■ **WHAT YOU WILL DO**
The records below hold a stretch from the line with "pub fn state(&self)" through the line with "pub fn acknowledge(&mut"; return exactly those lines, ends included, and nothing more.

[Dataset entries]
-=-=-=-=-
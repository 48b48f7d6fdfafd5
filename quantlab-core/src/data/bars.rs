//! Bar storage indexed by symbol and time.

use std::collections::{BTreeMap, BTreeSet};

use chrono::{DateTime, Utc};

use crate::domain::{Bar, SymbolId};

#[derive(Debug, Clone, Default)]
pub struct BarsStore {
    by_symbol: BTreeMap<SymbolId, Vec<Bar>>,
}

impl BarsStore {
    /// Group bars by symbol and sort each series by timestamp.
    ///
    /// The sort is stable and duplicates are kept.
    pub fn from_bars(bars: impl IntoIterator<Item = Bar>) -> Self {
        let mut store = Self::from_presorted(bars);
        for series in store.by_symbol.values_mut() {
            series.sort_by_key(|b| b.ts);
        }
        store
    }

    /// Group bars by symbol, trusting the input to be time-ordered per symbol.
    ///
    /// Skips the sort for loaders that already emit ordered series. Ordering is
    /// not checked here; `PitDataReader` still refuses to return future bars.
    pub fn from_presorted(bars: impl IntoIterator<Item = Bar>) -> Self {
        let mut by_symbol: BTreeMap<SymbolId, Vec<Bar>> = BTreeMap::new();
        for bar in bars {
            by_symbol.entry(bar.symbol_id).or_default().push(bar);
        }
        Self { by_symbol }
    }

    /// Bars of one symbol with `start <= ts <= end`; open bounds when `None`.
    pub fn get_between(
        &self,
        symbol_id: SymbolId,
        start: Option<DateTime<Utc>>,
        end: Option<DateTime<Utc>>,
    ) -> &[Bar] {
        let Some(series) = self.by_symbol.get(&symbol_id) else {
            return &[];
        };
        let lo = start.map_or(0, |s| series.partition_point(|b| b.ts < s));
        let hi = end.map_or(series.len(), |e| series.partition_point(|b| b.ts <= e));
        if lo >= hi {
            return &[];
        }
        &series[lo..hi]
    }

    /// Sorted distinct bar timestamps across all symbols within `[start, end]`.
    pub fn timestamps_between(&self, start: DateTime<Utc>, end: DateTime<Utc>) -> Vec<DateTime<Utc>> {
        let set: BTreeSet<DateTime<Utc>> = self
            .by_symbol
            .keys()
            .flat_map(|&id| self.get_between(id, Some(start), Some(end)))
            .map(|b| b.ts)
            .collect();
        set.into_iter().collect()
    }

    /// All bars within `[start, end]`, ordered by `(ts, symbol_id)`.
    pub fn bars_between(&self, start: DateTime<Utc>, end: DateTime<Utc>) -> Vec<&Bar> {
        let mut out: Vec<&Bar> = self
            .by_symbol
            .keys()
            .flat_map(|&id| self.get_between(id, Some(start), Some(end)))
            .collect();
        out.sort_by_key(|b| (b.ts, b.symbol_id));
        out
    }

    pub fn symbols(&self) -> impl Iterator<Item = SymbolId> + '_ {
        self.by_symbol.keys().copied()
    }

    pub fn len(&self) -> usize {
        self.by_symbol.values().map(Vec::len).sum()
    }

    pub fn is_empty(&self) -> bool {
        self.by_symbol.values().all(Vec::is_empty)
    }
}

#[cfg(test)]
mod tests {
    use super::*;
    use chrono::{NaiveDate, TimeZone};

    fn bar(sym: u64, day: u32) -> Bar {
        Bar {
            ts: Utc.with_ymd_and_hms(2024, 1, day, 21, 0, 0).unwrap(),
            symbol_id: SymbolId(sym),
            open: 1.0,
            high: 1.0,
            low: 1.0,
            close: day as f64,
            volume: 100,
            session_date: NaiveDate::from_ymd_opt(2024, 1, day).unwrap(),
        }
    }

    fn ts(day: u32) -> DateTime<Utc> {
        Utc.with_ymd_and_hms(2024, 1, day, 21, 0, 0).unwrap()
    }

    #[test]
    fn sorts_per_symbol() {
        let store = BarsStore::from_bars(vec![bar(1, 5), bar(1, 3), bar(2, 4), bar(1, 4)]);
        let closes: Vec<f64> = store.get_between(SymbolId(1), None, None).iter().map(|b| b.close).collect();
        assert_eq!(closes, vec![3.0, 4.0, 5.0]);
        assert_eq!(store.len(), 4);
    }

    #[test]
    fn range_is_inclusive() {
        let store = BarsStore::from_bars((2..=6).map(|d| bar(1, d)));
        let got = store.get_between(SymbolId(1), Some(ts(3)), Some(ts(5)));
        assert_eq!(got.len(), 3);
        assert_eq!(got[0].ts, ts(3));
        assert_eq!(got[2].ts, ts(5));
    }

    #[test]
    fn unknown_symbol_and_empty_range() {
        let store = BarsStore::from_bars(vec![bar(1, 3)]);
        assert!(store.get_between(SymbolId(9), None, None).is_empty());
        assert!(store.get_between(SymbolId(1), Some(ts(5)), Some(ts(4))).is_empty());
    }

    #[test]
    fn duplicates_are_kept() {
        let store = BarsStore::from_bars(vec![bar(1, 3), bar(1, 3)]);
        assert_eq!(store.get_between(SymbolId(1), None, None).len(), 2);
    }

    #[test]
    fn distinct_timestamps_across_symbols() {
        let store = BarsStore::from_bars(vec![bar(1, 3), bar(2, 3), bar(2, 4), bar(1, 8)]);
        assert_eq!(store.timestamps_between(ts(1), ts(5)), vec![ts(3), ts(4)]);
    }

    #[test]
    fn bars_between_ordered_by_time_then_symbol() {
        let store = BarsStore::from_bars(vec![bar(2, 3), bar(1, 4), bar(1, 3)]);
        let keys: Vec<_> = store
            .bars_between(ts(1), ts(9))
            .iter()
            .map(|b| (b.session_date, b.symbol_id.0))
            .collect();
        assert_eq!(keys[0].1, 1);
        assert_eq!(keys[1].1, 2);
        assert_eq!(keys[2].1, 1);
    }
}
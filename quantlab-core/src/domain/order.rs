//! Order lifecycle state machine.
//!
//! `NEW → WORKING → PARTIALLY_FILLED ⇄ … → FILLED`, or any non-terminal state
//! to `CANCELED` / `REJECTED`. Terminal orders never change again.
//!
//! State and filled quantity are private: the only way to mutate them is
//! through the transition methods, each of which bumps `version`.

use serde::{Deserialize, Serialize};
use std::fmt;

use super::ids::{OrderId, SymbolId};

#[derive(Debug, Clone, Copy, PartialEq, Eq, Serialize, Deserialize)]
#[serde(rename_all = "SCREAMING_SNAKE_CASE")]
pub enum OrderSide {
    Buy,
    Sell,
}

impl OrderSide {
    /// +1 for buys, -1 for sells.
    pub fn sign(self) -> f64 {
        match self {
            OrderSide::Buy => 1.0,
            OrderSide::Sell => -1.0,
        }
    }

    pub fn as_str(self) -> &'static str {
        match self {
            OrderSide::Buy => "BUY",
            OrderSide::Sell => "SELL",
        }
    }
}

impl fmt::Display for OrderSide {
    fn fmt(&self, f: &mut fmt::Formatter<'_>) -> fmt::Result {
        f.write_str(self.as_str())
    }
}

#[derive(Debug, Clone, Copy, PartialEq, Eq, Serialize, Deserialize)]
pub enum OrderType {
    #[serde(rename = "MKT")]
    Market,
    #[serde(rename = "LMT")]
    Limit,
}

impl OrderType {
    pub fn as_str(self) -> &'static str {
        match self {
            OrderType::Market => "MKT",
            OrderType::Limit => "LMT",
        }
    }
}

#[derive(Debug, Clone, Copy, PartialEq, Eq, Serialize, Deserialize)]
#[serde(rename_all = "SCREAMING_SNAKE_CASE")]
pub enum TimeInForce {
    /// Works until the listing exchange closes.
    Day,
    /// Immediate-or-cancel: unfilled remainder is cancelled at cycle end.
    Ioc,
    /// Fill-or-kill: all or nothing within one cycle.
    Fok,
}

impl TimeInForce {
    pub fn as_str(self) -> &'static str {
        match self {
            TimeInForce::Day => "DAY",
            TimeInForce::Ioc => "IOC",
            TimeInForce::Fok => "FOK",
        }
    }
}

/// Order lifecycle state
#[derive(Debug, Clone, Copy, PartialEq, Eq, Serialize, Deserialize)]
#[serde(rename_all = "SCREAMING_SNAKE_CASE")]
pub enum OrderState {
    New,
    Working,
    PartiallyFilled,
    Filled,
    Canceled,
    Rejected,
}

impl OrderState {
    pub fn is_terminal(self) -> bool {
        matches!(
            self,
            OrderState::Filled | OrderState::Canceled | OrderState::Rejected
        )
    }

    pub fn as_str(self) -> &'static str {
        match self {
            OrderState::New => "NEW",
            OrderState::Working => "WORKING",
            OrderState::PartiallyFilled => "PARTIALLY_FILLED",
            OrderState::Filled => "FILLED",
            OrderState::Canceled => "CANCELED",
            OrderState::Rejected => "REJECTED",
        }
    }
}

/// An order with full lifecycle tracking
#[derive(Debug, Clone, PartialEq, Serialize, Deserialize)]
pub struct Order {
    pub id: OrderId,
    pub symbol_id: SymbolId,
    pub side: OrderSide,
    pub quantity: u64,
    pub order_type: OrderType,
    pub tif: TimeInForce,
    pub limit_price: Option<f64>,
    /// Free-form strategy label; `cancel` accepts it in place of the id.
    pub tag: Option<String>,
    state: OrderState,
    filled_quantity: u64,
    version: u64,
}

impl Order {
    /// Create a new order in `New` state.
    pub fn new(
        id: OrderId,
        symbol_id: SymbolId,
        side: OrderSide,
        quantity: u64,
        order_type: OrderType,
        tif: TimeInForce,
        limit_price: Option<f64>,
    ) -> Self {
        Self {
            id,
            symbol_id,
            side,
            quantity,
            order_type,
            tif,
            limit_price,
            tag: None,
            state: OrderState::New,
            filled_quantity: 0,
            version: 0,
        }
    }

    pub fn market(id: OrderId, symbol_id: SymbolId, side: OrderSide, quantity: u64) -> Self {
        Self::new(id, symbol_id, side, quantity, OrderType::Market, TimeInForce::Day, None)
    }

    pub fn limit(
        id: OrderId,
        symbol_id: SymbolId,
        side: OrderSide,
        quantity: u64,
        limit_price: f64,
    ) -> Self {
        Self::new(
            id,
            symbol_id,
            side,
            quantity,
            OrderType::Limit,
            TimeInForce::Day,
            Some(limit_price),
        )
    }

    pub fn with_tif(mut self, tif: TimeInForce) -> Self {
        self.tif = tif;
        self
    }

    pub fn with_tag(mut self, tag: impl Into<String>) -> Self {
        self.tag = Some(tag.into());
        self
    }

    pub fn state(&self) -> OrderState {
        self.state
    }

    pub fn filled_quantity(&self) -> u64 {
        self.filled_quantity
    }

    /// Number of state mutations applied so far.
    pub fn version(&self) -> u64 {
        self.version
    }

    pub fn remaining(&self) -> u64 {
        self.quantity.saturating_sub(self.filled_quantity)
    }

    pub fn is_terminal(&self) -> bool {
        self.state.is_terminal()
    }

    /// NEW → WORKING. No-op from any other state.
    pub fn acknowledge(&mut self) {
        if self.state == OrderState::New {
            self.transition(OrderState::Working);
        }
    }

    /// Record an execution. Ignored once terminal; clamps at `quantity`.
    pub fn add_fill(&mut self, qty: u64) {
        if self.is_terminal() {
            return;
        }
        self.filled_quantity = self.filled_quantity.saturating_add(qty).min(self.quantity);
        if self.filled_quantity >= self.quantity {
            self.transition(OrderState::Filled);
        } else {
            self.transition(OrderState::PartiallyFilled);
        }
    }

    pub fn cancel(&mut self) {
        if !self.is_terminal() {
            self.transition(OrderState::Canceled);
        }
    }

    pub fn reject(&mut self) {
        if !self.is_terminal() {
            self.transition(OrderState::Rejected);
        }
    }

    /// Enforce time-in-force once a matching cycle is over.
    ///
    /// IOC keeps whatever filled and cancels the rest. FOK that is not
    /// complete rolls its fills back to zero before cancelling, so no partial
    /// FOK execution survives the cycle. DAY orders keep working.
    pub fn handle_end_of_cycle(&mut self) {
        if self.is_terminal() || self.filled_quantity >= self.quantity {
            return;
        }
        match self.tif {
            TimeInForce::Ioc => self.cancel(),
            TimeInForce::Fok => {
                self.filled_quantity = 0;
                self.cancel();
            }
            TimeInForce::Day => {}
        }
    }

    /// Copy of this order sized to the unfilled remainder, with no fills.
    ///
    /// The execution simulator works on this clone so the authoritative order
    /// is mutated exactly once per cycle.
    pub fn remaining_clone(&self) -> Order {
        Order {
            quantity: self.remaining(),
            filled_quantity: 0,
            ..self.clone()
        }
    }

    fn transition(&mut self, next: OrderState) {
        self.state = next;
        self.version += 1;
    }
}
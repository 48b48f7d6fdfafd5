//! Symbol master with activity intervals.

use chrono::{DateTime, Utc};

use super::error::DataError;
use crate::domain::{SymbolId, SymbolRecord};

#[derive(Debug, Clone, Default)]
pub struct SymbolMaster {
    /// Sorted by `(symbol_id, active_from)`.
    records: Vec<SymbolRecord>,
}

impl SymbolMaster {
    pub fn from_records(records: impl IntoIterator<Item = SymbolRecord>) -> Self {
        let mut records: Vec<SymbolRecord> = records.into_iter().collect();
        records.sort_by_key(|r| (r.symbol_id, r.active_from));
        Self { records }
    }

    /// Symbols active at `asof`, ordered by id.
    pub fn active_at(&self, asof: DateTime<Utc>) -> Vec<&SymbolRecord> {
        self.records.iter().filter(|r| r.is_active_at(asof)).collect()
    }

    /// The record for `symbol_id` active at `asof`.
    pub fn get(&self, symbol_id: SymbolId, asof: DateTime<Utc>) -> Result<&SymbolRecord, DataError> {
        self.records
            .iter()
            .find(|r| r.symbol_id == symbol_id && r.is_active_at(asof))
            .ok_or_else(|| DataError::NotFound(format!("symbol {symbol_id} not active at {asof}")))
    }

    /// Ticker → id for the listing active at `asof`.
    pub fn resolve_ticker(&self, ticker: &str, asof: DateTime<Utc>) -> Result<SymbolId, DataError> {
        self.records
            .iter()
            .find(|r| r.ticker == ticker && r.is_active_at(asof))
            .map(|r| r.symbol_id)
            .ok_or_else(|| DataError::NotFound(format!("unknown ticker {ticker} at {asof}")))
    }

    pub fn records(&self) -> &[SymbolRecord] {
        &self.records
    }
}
-=-=-=-=-
■ **RESULT OF THE EXERCISE**
    pub fn state(&self) -> OrderState {
        self.state
    }

    pub fn filled_quantity(&self) -> u64 {
        self.filled_quantity
    }

    /// Number of state mutations applied so far.
    pub fn version(&self) -> u64 {
        self.version
    }

    pub fn remaining(&self) -> u64 {
        self.quantity.saturating_sub(self.filled_quantity)
    }

    pub fn is_terminal(&self) -> bool {
        self.state.is_terminal()
    }

    /// NEW → WORKING. No-op from any other state.
    pub fn acknowledge(&mut self) {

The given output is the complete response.